* [Input material]
=== Section Start ===
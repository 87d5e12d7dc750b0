// Copyright 2025 Crrow
//
// Licensed under the Apache License, Version 2.0 (the "License");
// you may not use this file except in compliance with the License.
// You may obtain a copy of the License at
//
//      http://www.apache.org/licenses/LICENSE-2.0
//
// Unless required by applicable law or agreed to in writing, software
// distributed under the License is distributed on an "AS IS" BASIS,
// WITHOUT WARRANTIES OR CONDITIONS OF ANY KIND, either express or implied.
// See the License for the specific language governing permissions and
// limitations under the License.

//! Panics are logged through `tracing` with the panicking thread and a
//! backtrace, then passed on to the previously installed hook.

use std::{
    panic::{self, PanicHookInfo},
    sync::{
        Once,
        atomic::{AtomicUsize, Ordering},
    },
};

use backtrace::Backtrace;

static PANICS: AtomicUsize = AtomicUsize::new(0);

/// Number of panics observed since [`set_panic_hook`] was installed.
pub fn panic_count() -> usize { PANICS.load(Ordering::Relaxed) }

/// Installs the logging panic hook. Later calls are no-ops.
pub fn set_panic_hook() {
    static INSTALLED: Once = Once::new();

    INSTALLED.call_once(|| {
        let previous = panic::take_hook();
        panic::set_hook(Box::new(move |info| {
            PANICS.fetch_add(1, Ordering::Relaxed);

            let thread = std::thread::current();
            let thread = thread.name().unwrap_or("<unnamed>");
            let backtrace = format!("{:?}", Backtrace::new());
            let (file, line) = info
                .location()
                .map_or(("<unknown>", 0), |location| (location.file(), location.line()));

            tracing::error!(
                thread,
                panic.file = file,
                panic.line = line,
                backtrace = %backtrace,
                "panicked: {}",
                payload(info),
            );
            previous(info);
        }));
    });
}

fn payload<'a>(info: &'a PanicHookInfo<'_>) -> &'a str {
    let payload = info.payload();
    payload
        .downcast_ref::<&str>()
        .copied()
        .or_else(|| payload.downcast_ref::<String>().map(String::as_str))
        .unwrap_or("Box<dyn Any>")
}

#[cfg(test)]
mod tests {
    use super::*;

    #[test]
    fn panics_are_counted() {
        set_panic_hook();
        set_panic_hook();
        let before = panic_count();

        let result = std::thread::Builder::new()
            .name("doomed".to_string())
            .spawn(|| panic!("boom"))
            .unwrap()
            .join();

        assert!(result.is_err());
        assert!(panic_count() > before);
    }
}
=== Section End ===
* [Try it] Beginning with the line that contains "0), |location| (location.file(), location.line()));", repeat every line through the end of the records and nothing more.

* [Your response]
                .map_or(("<unknown>", 0), |location| (location.file(), location.line()));

            tracing::error!(
                thread,
                panic.file = file,
                panic.line = line,
                backtrace = %backtrace,
                "panicked: {}",
                payload(info),
            );
            previous(info);
        }));
    });
}

fn payload<'a>(info: &'a PanicHookInfo<'_>) -> &'a str {
    let payload = info.payload();
    payload
        .downcast_ref::<&str>()
        .copied()
        .or_else(|| payload.downcast_ref::<String>().map(String::as_str))
        .unwrap_or("Box<dyn Any>")
}

#[cfg(test)]
mod tests {
    use super::*;

    #[test]
    fn panics_are_counted() {
        set_panic_hook();
        set_panic_hook();
        let before = panic_count();

        let result = std::thread::Builder::new()
            .name("doomed".to_string())
            .spawn(|| panic!("boom"))
            .unwrap()
            .join();

        assert!(result.is_err());
        assert!(panic_count() > before);
    }
}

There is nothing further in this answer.